ピザはカッターで切り分けてみんなでシェアする事にした。



「それでは熱々の内にたべていきましょう!ピザは今も焼いているので、交代しながら賄いをたべて下さいね」



「ギンジロー、このトマトのパスタとピザ? とっても美味しいね」



 ソフィアの喜ぶ顔にドキッとしたが、出来るだけ冷静を装う。

ソフィアはトマトが好き、心のメモを取る銀次郎。



「坊主ピザって奴はうめぇな。酒が飲みたくなっちまったな。ガハハハ」



 料理長のオリバーは豪快に笑うが、ピザを一切れとパスタ三種類を素早く試食した後は、ピザを焼いているスタッフと交代して自らオーブンの前に立つ。

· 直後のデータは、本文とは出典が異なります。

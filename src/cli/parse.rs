use std::path::PathBuf;

use clap::Parser;

/// Top-level CLI structure.
#[derive(Parser, Debug)]
#[command(
    name = "unicode-lines",
    version,
    about = "Redraw ASCII line art (-, |, +, *) with Unicode box-drawing glyphs"
)]
pub struct Cli {
    /// Files to convert, printed in order (use `-` for stdin)
    #[arg(value_name = "FILE")]
    pub files: Vec<PathBuf>,
}
//! Neighbour bitmask plus the two fixed junction glyph tables.
//!
//! The tables are spelled out entry by entry: corner glyphs are not a
//! function of the bitmask, and the rounded set only differs from the
//! square one on the four single-corner masks.

use bitflags::bitflags;

use crate::core::constants::{DASH, HORIZONTAL, PIPE, PLUS, VERTICAL};

bitflags! {
    /// Which axis neighbours of a junction cell are connectors.
    #[derive(Clone, Copy, Debug, PartialEq, Eq, Hash)]
    pub struct Neighbors: u8 {
        const UP = 1 << 0;
        const DOWN = 1 << 1;
        const LEFT = 1 << 2;
        const RIGHT = 1 << 3;
    }
}

impl Neighbors {
    /// Exactly two adjacent directions, i.e. a plain corner.
    #[must_use]
    pub fn is_single_corner(self) -> bool {
        self.bits().count_ones() == 2
            && self != Self::UP | Self::DOWN
            && self != Self::LEFT | Self::RIGHT
    }

    #[inline]
    const fn index(self) -> usize {
        self.bits() as usize
    }
}

/// Indexed by `Neighbors::bits()`.
pub const SQUARE: [char; 16] = [
    PLUS,       //
    '\u{2575}', //                     Up
    '\u{2577}', //               Down
    '\u{2502}', //               Down  Up
    '\u{2574}', //        Left
    '\u{2518}', //        Left         Up
    '\u{2510}', //        Left   Down
    '\u{2524}', //        Left   Down  Up
    '\u{2576}', // Right
    '\u{2514}', // Right               Up
    '\u{250C}', // Right         Down
    '\u{251C}', // Right         Down  Up
    '\u{2500}', // Right  Left
    '\u{2534}', // Right  Left         Up
    '\u{252C}', // Right  Left   Down
    '\u{253C}', // Right  Left   Down  Up
];

/// Same as [`SQUARE`] except the corners are arcs.
pub const ROUNDED: [char; 16] = [
    PLUS,       //
    '\u{2575}', //                     Up
    '\u{2577}', //               Down
    '\u{2502}', //               Down  Up
    '\u{2574}', //        Left
    '\u{256F}', //        Left         Up
    '\u{256E}', //        Left   Down
    '\u{2524}', //        Left   Down  Up
    '\u{2576}', // Right
    '\u{2570}', // Right               Up
    '\u{256D}', // Right         Down
    '\u{251C}', // Right         Down  Up
    '\u{2500}', // Right  Left
    '\u{2534}', // Right  Left         Up
    '\u{252C}', // Right  Left   Down
    '\u{253C}', // Right  Left   Down  Up
];

/// Corner style of a junction glyph.
#[derive(Clone, Copy, Debug, Default, Eq, PartialEq)]
pub enum Style {
    #[default]
    Square,
    Rounded,
}

impl Style {
    #[inline]
    #[must_use]
    pub const fn table(self) -> &'static [char; 16] {
        match self {
            Self::Square => &SQUARE,
            Self::Rounded => &ROUNDED,
        }
    }

    #[inline]
    #[must_use]
    pub const fn glyph(self, neighbors: Neighbors) -> char {
        self.table()[neighbors.index()]
    }
}

/// Straight replacement for a segment marker.
#[inline]
#[must_use]
pub const fn segment_glyph(ch: char) -> Option<char> {
    match ch {
        DASH => Some(HORIZONTAL),
        PIPE => Some(VERTICAL),
        _ => None,
    }
}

 あの人見た目と違って、細かい所まで目が行き届くんだよな。

そうじゃなきゃ伯爵家の料理長にはなれないか。

急いで口にいっぱいパスタとピザを詰め込んでる君。

見本となる料理長がいるんだから、早く気づくんだよ。



 銀次郎はオーブンの前に立つオリバーの横に立つ。



「坊主ありがとな」



「とんでもないです。ピザは焼き立てが一番美味しいですから、じゃんじゃん焼いていきましょうよ」



 しばらくすると奥様のお茶会が終わったのか、メイドの方も少しずつ賄いを取りに厨房に現れる。

ソフィアが厨房に居たので顔を見るなり謝っていたが、その度に気にしないでとソフィアは優しく声を掛ける。



「私がここにいると、みんなが落ち着かないから部屋に戻るね。今日は楽しかったよギンジロー。また今度ダンス踊ってね」



 もう少し一緒に居たい気もしたが、確かにメイドの方々は、ソフィアが厨房にいたら落ち着かないだろう。



 賄いを作り終えた後、銀次郎はセバスチャンといつものようにコーヒーを飲み、いろんな事があった一日が終わるのであった。